Legal expert finds “fatal flaw” in Samuel Alito’s leaked abortion opinion | Salon.com
"That standard, known as the
Glucksberg test, is lifted from the 1997 case upholding Washington's ban on assisted suicide," Lisa Rubin
wrote. She then explained why
Washington v. Glucksberg is key.
"But what makes Justice Alito's analysis truly disingenuous is its distortion of the one case on which it depends:
Glucksberg. In that case, the Court found a person's liberty interest, as recognized by
Casey, was not limitless and did not guarantee terminally-ill adults the right to end their own lives. Yet in distinguishing physician-assisted suicide from 'those personal activities and decisions that this Court has identified as so deeply rooted in our history and traditions, or so fundamental to our concept of constitutionally ordered liberty, that they are protected by the Fourteenth Amendment,' the Court left no doubt which decisions and history it meant," she explained. "In fact, it expressly lists them in a footnote, as
the clinic's lawyer reminded Justice Alito at oral argument, that includes
Griswold v. Connecticut, which established a right to contraception;
Loving v.

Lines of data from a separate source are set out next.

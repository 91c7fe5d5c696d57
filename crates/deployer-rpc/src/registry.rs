//! RPC endpoint discovery.
//!
//! Endpoints for a chain come from three places, tried in order: the
//! preferred URL of the run, the external provider registry kept in storage,
//! and a static table of configured and public fallbacks.

use crate::RpcError;
use async_trait::async_trait;
use deployer_config::DeployerConfig;
use deployer_storage::{StorageError, StorageService, RPC_PROVIDERS_NAMESPACE};
use deployer_types::ChainId;
use serde::{Deserialize, Serialize};
use std::collections::HashMap;
use std::sync::Arc;
use tracing::warn;

/// Registry entry stored under `rpc_providers:<chain_id>`.
#[derive(Debug, Clone, PartialEq, Eq, Serialize, Deserialize)]
#[serde(rename_all = "camelCase")]
pub struct RpcProviderEntry {
	pub chain_id: ChainId,
	#[serde(default)]
	pub network_id: Option<String>,
	pub rpc_urls: Vec<String>,
}

#[async_trait]
pub trait RpcRegistry: Send + Sync {
	/// Endpoints known for `chain_id`, most preferred first.
	async fn rpc_urls(&self, chain_id: ChainId) -> Result<Vec<String>, RpcError>;
}

/// Provider registry persisted in the parameter store.
pub struct StorageRpcRegistry {
	storage: Arc<StorageService>,
}

impl StorageRpcRegistry {
	pub fn new(storage: Arc<StorageService>) -> Self {
		Self { storage }
	}

	pub async fn register(&self, entry: &RpcProviderEntry) -> Result<(), StorageError> {
		self.storage
			.store(RPC_PROVIDERS_NAMESPACE, &entry.chain_id.to_string(), entry)
			.await
	}
}

#[async_trait]
impl RpcRegistry for StorageRpcRegistry {
	async fn rpc_urls(&self, chain_id: ChainId) -> Result<Vec<String>, RpcError> {
		let entry: Option<RpcProviderEntry> = self
			.storage
			.retrieve_optional(RPC_PROVIDERS_NAMESPACE, &chain_id.to_string())
			.await
			.map_err(|e| RpcError::Rpc(format!("RPC registry unavailable: {}", e)))?;
		Ok(entry.map(|e| e.rpc_urls).unwrap_or_default())
	}
}

/// Built-in public endpoints.
const PUBLIC_RPC_URLS: &[(ChainId, &str)] = &[
	(1, "https://ethereum-rpc.publicnode.com"),
	(11155111, "https://1rpc.io/sepolia"),
	(17000, "https://ethereum-holesky.publicnode.com"),
	(421614, "https://sepolia-rollup.arbitrum.io/rpc"),
	(84532, "https://sepolia.base.org"),
	(11155420, "https://sepolia.optimism.io"),
	(80002, "https://rpc-amoy.polygon.technology"),
];

/// Static fallback table.
#[derive(Debug, Clone, Default)]
pub struct StaticRpcTable {
	table: HashMap<ChainId, Vec<String>>,
}

impl StaticRpcTable {
	pub fn empty() -> Self {
		Self::default()
	}

	pub fn builtin() -> Self {
		let mut table = Self::empty();
		for (chain_id, url) in PUBLIC_RPC_URLS {
			table.push(*chain_id, url.to_string());
		}
		table
	}

	/// Configured fallbacks first, then the built-in public endpoints.
	pub fn from_config(config: &DeployerConfig) -> Self {
		let mut table = Self::empty();
		for (chain_id, chain) in &config.chains {
			for url in &chain.fallback_rpc_urls {
				table.push(*chain_id, url.clone());
			}
		}
		for (chain_id, url) in PUBLIC_RPC_URLS {
			table.push(*chain_id, url.to_string());
		}
		table
	}

	pub fn push(&mut self, chain_id: ChainId, url: String) {
		self.table.entry(chain_id).or_default().push(url);
	}

	pub fn urls(&self, chain_id: ChainId) -> Vec<String> {
		self.table.get(&chain_id).cloned().unwrap_or_default()
	}
}

#[async_trait]
impl RpcRegistry for StaticRpcTable {
	async fn rpc_urls(&self, chain_id: ChainId) -> Result<Vec<String>, RpcError> {
		Ok(self.urls(chain_id))
	}
}

/// Ordered, de-duplicated endpoint list for `chain_id`.
///
/// A failing registry is logged and skipped.
pub async fn resolve_rpc_urls(
	chain_id: ChainId,
	primary: Option<&str>,
	registry: &dyn RpcRegistry,
	fallback: &StaticRpcTable,
) -> Vec<String> {
	let mut urls: Vec<String> = primary.map(str::to_string).into_iter().collect();

	match registry.rpc_urls(chain_id).await {
		Ok(registered) => urls.extend(registered),
		Err(e) => warn!(chain_id, "Skipping RPC registry: {}", e),
	}
	urls.extend(fallback.urls(chain_id));

	let mut resolved: Vec<String> = Vec::with_capacity(urls.len());
	for url in urls {
		let url = url.trim().to_string();
		if !url.is_empty() && !resolved.contains(&url) {
			resolved.push(url);
		}
	}
	resolved
}

#[cfg(test)]
mod tests {
	use super::*;
	use deployer_config::ChainConfig;

	#[tokio::test]
	async fn test_resolution_order_and_dedup() {
		let storage = Arc::new(StorageService::in_memory());
		let registry = StorageRpcRegistry::new(storage);
		registry
			.register(&RpcProviderEntry {
				chain_id: 17000,
				network_id: Some("holesky".to_string()),
				rpc_urls: vec![
					"https://registry.example".to_string(),
					"https://primary.example".to_string(),
				],
			})
			.await
			.unwrap();

		let urls = resolve_rpc_urls(
			17000,
			Some("https://primary.example"),
			&registry,
			&StaticRpcTable::builtin(),
		)
		.await;

		assert_eq!(
			urls,
			vec![
				"https://primary.example".to_string(),
				"https://registry.example".to_string(),
				"https://ethereum-holesky.publicnode.com".to_string(),
			]
		);
	}

	#[tokio::test]
	async fn test_config_fallbacks_precede_public_defaults() {
		let mut config = DeployerConfig::default();
		config.chains.insert(
			84532,
			ChainConfig {
				name: Some("base-sepolia".to_string()),
				rpc_url: None,
				fallback_rpc_urls: vec!["https://base.example".to_string()],
			},
		);
		let table = StaticRpcTable::from_config(&config);

		let urls = resolve_rpc_urls(84532, None, &StaticRpcTable::empty(), &table).await;
		assert_eq!(urls[0], "https://base.example");
		assert_eq!(urls[1], "https://sepolia.base.org");
		assert!(resolve_rpc_urls(999_999, None, &table, &table).await.is_empty());
	}
}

Virginia, which guaranteed the freedom to marry a person of another race; and
Roe itself, noting that that opinion 'stat[ed] that at the Founding and throughout the 19th century, 'a woman enjoyed a substantially broader right to terminate a pregnancy.''"

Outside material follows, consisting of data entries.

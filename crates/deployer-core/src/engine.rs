//! Run driver: loads parameters, opens connections, runs the primary and
//! module waves, persists the report and submits verification.

use crate::error::DeployError;
use crate::modules::ModuleDeploymentOrchestrator;
use crate::orchestrator::{DeploySettings, DeploymentOrchestrator};
use alloy::primitives::{Address, Bytes};
use chrono::Utc;
use deployer_config::DeployerConfig;
use deployer_nonce::{NonceManager, NonceReadOptions};
use deployer_rpc::{
	address_from_key, resolve_rpc_urls, AlloyConnector, ChainConnector, Connection,
	ConnectionOptions, RpcConnectionManager, RpcRegistry, StaticRpcTable, StorageRpcRegistry,
};
use deployer_storage::{create_storage, StorageService, PARAMS_NAMESPACE, REPORTS_NAMESPACE};
use deployer_types::{
	AddressAgreement, ChainId, DeploymentParams, DeploymentResult, ModuleCatalogue, ModuleSpec,
	RunReport, RunStatus, VerificationRecord, VerificationSource,
};
use deployer_verification::{
	EtherscanV2Verifier, VerificationCoordinator, VerificationInterface, VerificationRequest,
};
use futures::future::join_all;
use std::sync::Arc;
use std::time::Duration;
use tracing::{error, info, warn};

/// Modules deployed next to an existing contract when neither the caller nor
/// the stored parameters name any.
pub const DEFAULT_MODULES: &[&str] = &["treasury", "timelock", "reader"];

/// CREATE addresses of `count` consecutive nonces starting at `nonce`.
pub fn predict_addresses(deployer: Address, nonce: u64, count: u64) -> Vec<(u64, Address)> {
	(nonce..nonce.saturating_add(count))
		.map(|n| (n, deployer.create(n)))
		.collect()
}

/// Per-run protocol state: one nonce session shared by every wave.
struct Session {
	rpc: Arc<RpcConnectionManager>,
	nonces: Arc<NonceManager>,
	orchestrator: DeploymentOrchestrator,
	modules: ModuleDeploymentOrchestrator,
}

pub struct Deployer {
	config: DeployerConfig,
	storage: Arc<StorageService>,
	connector: Arc<dyn ChainConnector>,
	registry: Arc<dyn RpcRegistry>,
	static_rpcs: StaticRpcTable,
	verifier: Option<Arc<VerificationCoordinator>>,
	catalogue: ModuleCatalogue,
}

Rubin then explained that Alito's legal reasoning did not add up.
"In other words,
Obergefell treats
Glucksberg as wholly inappropriate for any analysis of marriage and intimacy rights. In fact, in dissenting from
Obergefell, Justice Roberts — who, as of this week, had not joined Justice Alito's opinion in Dobbs — went even further, complaining that
Obergefell 'effectively overrule[d]
Glucksberg.' So if
Glucksberg itself held that decisions like
Loving v. Virginia,
Griswold v. Connecticut,
Roe, and
Casey, which established our rights to interracial marriage, contraception, and abortion, fulfilled its standard and
Obergefell distinguished
Glucksberg as irrelevant to marriage and intimacy, how can Justice Alito justify overruling
Roe with a case that, by its own terms, recognizes its vitality?" she wondered.